Supreme Court of Louisiana
Apr 25, 1949
215 La. 378 (La. 1949)

Summary

In Saxton v. Plum Orchards, 215 La. 378, 40 So.2d 791 (1949), the Louisiana Supreme Court found that a pool of water 4 to 10 feet deep constituted an "attractive nuisance" that rendered the owner liable for the death of a four-year-old girl by drowning therein.

Summary of this case from Southern v. Rosales

Opinion

No. 38998.

April 25, 1949.

Suit by Mr. and Mrs. Elzy S. Saxton against Plum Orchards, Inc., to recover for death of plaintiffs' four year old daughter by drowning. A judgment of dismissal was affirmed by the Court of Appeal, 34 So.2d 423, and plaintiffs bring certiorari.

Judgments of district court and Court of Appeal reversed, and judgments entered in favor of plaintiffs.

Porteous Johnson and William A. Porteous, Jr., all of New Orleans, for plaintiffs and appellants.

John F. Stafford and Sydney J. Parlongue, both of New Orleans, for defendant and appellee.

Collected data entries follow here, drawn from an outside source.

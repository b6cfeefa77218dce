//! Document-order comparison for [`DomNode`]s.

use crate::node::DomNode;
use std::cmp::Ordering;

/// Compares two nodes in document order using their ancestor chains.
///
/// An ancestor precedes its descendants. Nodes that do not share a root (one of
/// them was detached) are not comparable.
pub fn compare_by_ancestry<N: DomNode>(a: &N, b: &N) -> Option<Ordering> {
    if a == b {
        return Some(Ordering::Equal);
    }

    let mut chain_a = a.ancestry();
    let mut chain_b = b.ancestry();
    chain_a.reverse();
    chain_b.reverse();

    if chain_a.first() != chain_b.first() {
        return None;
    }

    let shared = chain_a
        .iter()
        .zip(chain_b.iter())
        .take_while(|(x, y)| x == y)
        .count();

    // One chain is a prefix of the other: the shorter one is the ancestor.
    if shared == chain_a.len() {
        return Some(Ordering::Less);
    }
    if shared == chain_b.len() {
        return Some(Ordering::Greater);
    }

    let parent = &chain_a[shared - 1];
    let branch_a = &chain_a[shared];
    let branch_b = &chain_b[shared];
    for child in parent.children() {
        if &child == branch_a {
            return Some(Ordering::Less);
        }
        if &child == branch_b {
            return Some(Ordering::Greater);
        }
    }
    None
}

/// Stable sort of `items` by the document position of the node each one refers to.
///
/// Pairs that compare equal or are not comparable keep their relative insertion
/// order. The comparison is pairwise and tolerates a partial order, which is why
/// this is an insertion sort rather than `slice::sort_by`: input produced by the
/// outline builder is already close to document order.
pub fn sort_in_document_order<T, N, F>(items: &mut [T], node_of: F)
where
    N: DomNode,
    F: Fn(&T) -> &N,
{
    for i in 1..items.len() {
        let mut j = i;
        while j > 0 {
            let ordering = node_of(&items[j - 1]).compare_position(node_of(&items[j]));
            if ordering == Some(Ordering::Greater) {
                items.swap(j - 1, j);
                j -= 1;
            } else {
                break;
            }
        }
    }
}

#[cfg(test)]
mod tests {
    use super::*;
    use crate::memory::MemoryDom;
    use crate::node::DomDocument;
    use crate::selector::parse_selector;

    fn fixture() -> MemoryDom {
        MemoryDom::parse(
            "<html><body><div id='a'><p id='b'>one</p><p id='c'>two</p></div><div id='d'/></body></html>",
        )
        .unwrap()
    }

    fn by_id(dom: &MemoryDom, id: &str) -> crate::memory::MemNode {
        let selector = parse_selector(&format!("[id={}]", id)).unwrap();
        dom.select_first(&selector).unwrap()
    }

    #[test]
    fn ancestor_precedes_descendant() {
        let dom = fixture();
        let a = by_id(&dom, "a");
        let b = by_id(&dom, "b");
        assert_eq!(compare_by_ancestry(&a, &b), Some(Ordering::Less));
        assert_eq!(compare_by_ancestry(&b, &a), Some(Ordering::Greater));
    }

    #[test]
    fn siblings_and_cousins() {
        let dom = fixture();
        let b = by_id(&dom, "b");
        let c = by_id(&dom, "c");
        let d = by_id(&dom, "d");
        assert_eq!(compare_by_ancestry(&b, &c), Some(Ordering::Less));
        assert_eq!(compare_by_ancestry(&d, &b), Some(Ordering::Greater));
        assert_eq!(compare_by_ancestry(&c, &c), Some(Ordering::Equal));
    }

    #[test]
    fn detached_nodes_are_not_comparable() {
        let dom = fixture();
        let b = by_id(&dom, "b");
        let c = by_id(&dom, "c");
        c.remove();
        assert_eq!(compare_by_ancestry(&b, &c), None);
    }

    #[test]
    fn sort_restores_document_order_and_keeps_ties() {
        let dom = fixture();
        let b = by_id(&dom, "b");
        let c = by_id(&dom, "c");
        let d = by_id(&dom, "d");
        let mut items = vec![(d.clone(), 1), (b.clone(), 2), (c.clone(), 3), (b.clone(), 4)];
        sort_in_document_order(&mut items, |(node, _)| node);
        let order: Vec<i32> = items.iter().map(|(_, tag)| *tag).collect();
        assert_eq!(order, vec![2, 4, 3, 1]);
    }
}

Invoking the attractive nuisance doctrine, plaintiffs sued to recover damages for the loss of their four year old daughter whose lifeless body was found in a deep pool of water on defendant's property, they alleging that the child's drowning was due entirely to the negligence of defendant in creating and maintaining the pool which was alluring and attractive to children.

Answering, defendant generally denied plaintiffs' allegations, and it affirmatively showed as follows:

"And now for further answer to the plaintiffs petition defendant avers that it is the owner of the house in which the plaintiffs lived and that there was a lake or pond on another portion of the property owned by the defendant and that the plaintiffs knew this fact and that if a death did occur as recited in the plaintiffs petition a fact which defendant denies, then the cause of the death and the resulting damages was caused by the failure of the plaintiffs to properly attend and guard their minor child, that such act on the part of the plaintiffs should be a bar to their recovery. This fact the defendant specially pleads."

There was judgment in the district court, after a trial of the merits, dismissing plaintiffs' suit. On an appeal to the Court of Appeal that judgment was affirmed. The case is before us on a writ of certiorari granted on plaintiffs' application.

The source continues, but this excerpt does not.